- Governo Lula vê Flávio Bolsonaro usar o tema do tarifaço com os EUA para tirar foco da crise interna com Michelle Bolsonaro.
- Flávio, pré-candidato, deve intensificar o embate sobre as tarifas para recolocar a discussão na campanha.
- Governo aponta que, dias após a viagem de Flávio à Casa Branca, os EUA designaram facções brasileiras como organizações terroristas.
- Até 15 de julho, os EUA devem decidir sobre a aplicação de tarifa de 25%; Flávio participa de audiência pública em Washington em 7 de julho; o governo busca negociações para evitar sanção.
- Lula chamou a família Bolsonaro de traidores da Pátria, defendeu soberania e o Mercosul; Flávio rebateu as acusações e afirmou que Lula se beneficia do tarifaço.
O governo do presidente Luiz Inácio Lula da Silva avalia que o senador Flávio Bolsonaro pode ampliar o debate sobre o tarifaço praticado pelos Estados Unidos para desviar o foco da crise política envolvendo a família Bolsonaro. A intenção apontada é recolocar a disputa eleitoral no centro das atenções.
Segundo interlocutores do Planalto, a estratégia de Flávio é usar a pauta tarifária para associar a atuação do governo aos interesses americanos e à soberania nacional. O foco é manter a narrativa de resistência a pressões externas e defender o Mercosul.
Flávio Bolsonaro é pré-candidato ao Palácio do Planalto e já participou de agendas públicas em Washington visando o tarifaço. A equipe de Lula aponta que a tensão bilateral pode influenciar o clima político interno até o momento das eleições.

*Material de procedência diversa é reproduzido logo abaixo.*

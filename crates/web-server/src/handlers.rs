use crate::{error::AppError, AppState};
use axum::{
    extract::{Path, Query, State},
    Json,
};
use axum_extra::extract::WithRejection;
use chrono::{DateTime, Utc};
use core_types::{
    deserialize_timestamp, Installation, InstallationDraft, ProductionReportDraft, ReportWindow,
};
use serde::Deserialize;
use std::sync::Arc;

/// Query string of the wattage sum: `?timestamp=<date-time>&duration=<minutes>`.
#[derive(Debug, Deserialize)]
pub struct WindowQuery {
    #[serde(deserialize_with = "deserialize_timestamp")]
    pub timestamp: DateTime<Utc>,
    pub duration: i32,
}

/// # POST /installations
/// Registers a new, active installation and returns its id.
pub async fn create_installation(
    State(state): State<Arc<AppState>>,
    WithRejection(Json(draft), _): WithRejection<Json<InstallationDraft>, AppError>,
) -> Result<Json<i32>, AppError> {
    let new_installation = draft.validate()?;
    let id = state.store.create_installation(&new_installation).await?;
    tracing::info!(installation_id = id, "Installation created.");
    Ok(Json(id))
}

/// # GET /installations/:id
pub async fn get_installation(
    WithRejection(Path(id), _): WithRejection<Path<i32>, AppError>,
    State(state): State<Arc<AppState>>,
) -> Result<Json<Installation>, AppError> {
    let installation = state.store.get_installation(id).await?;
    Ok(Json(installation))
}

/// # POST /installations/:id/deactivate
/// Idempotent: deactivating an inactive installation succeeds.
pub async fn deactivate_installation(
    WithRejection(Path(id), _): WithRejection<Path<i32>, AppError>,
    State(state): State<Arc<AppState>>,
) -> Result<Json<Installation>, AppError> {
    let installation = state.store.deactivate_installation(id).await?;
    tracing::info!(installation_id = id, "Installation deactivated.");
    Ok(Json(installation))
}

/// # POST /installations/:id/reports
/// Stores a reading stamped with the current minute and returns the parent installation.
pub async fn submit_production_report(
    WithRejection(Path(id), _): WithRejection<Path<i32>, AppError>,
    State(state): State<Arc<AppState>>,
    WithRejection(Json(draft), _): WithRejection<Json<ProductionReportDraft>, AppError>,
) -> Result<Json<Installation>, AppError> {
    let report = draft.into_report(Utc::now());
    let installation = state.store.add_production_report(id, &report).await?;
    tracing::info!(installation_id = id, timestamp = %report.timestamp, "Production report stored.");
    Ok(Json(installation))
}

/// # GET /installations/:id/reports?timestamp=..&duration=..
/// Sums produced wattage over `[timestamp, timestamp + duration minutes]`.
pub async fn sum_produced_wattage(
    WithRejection(Path(id), _): WithRejection<Path<i32>, AppError>,
    State(state): State<Arc<AppState>>,
    WithRejection(Query(query), _): WithRejection<Query<WindowQuery>, AppError>,
) -> Result<Json<f64>, AppError> {
    let window = ReportWindow::new(query.timestamp, query.duration)?;
    let sum = state.store.sum_produced_wattage(id, &window).await?;
    Ok(Json(sum))
}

Contexto internacional e eleitoral
A próxima avaliação sobre a aplicação de tarifas envolve o USTR, que pode estabelecer uma sobretaxa de 25% sobre produtos brasileiros. O prazo para decisão vai até 15 de julho.
Agenda e desdobramentos
Flávio Bolsonaro tem uma audiência pública marcada em Washington na próxima terça-feira, 7, para debater o tarifaço. O governo brasileiro busca manter negociações bilaterais para evitar penalizações econômicas.
Reação oficial
Lula reagiu publicamente, afirmando que a família Bolsonaro atua contra os interesses nacionais e classificando a iniciativa como uma traição à pátria. O presidente defendeu a soberania brasileira e afirmou que o Brasil negocia de igual para igual com as nações.
Interlocução interna
Após a fala presidencial, Flávio reforçou críticas, sugerindo que Lula teria se beneficiado do tarifaço. Ele associou o tema a questões de segurança pública e a disputa de credibilidade política no cenário nacional.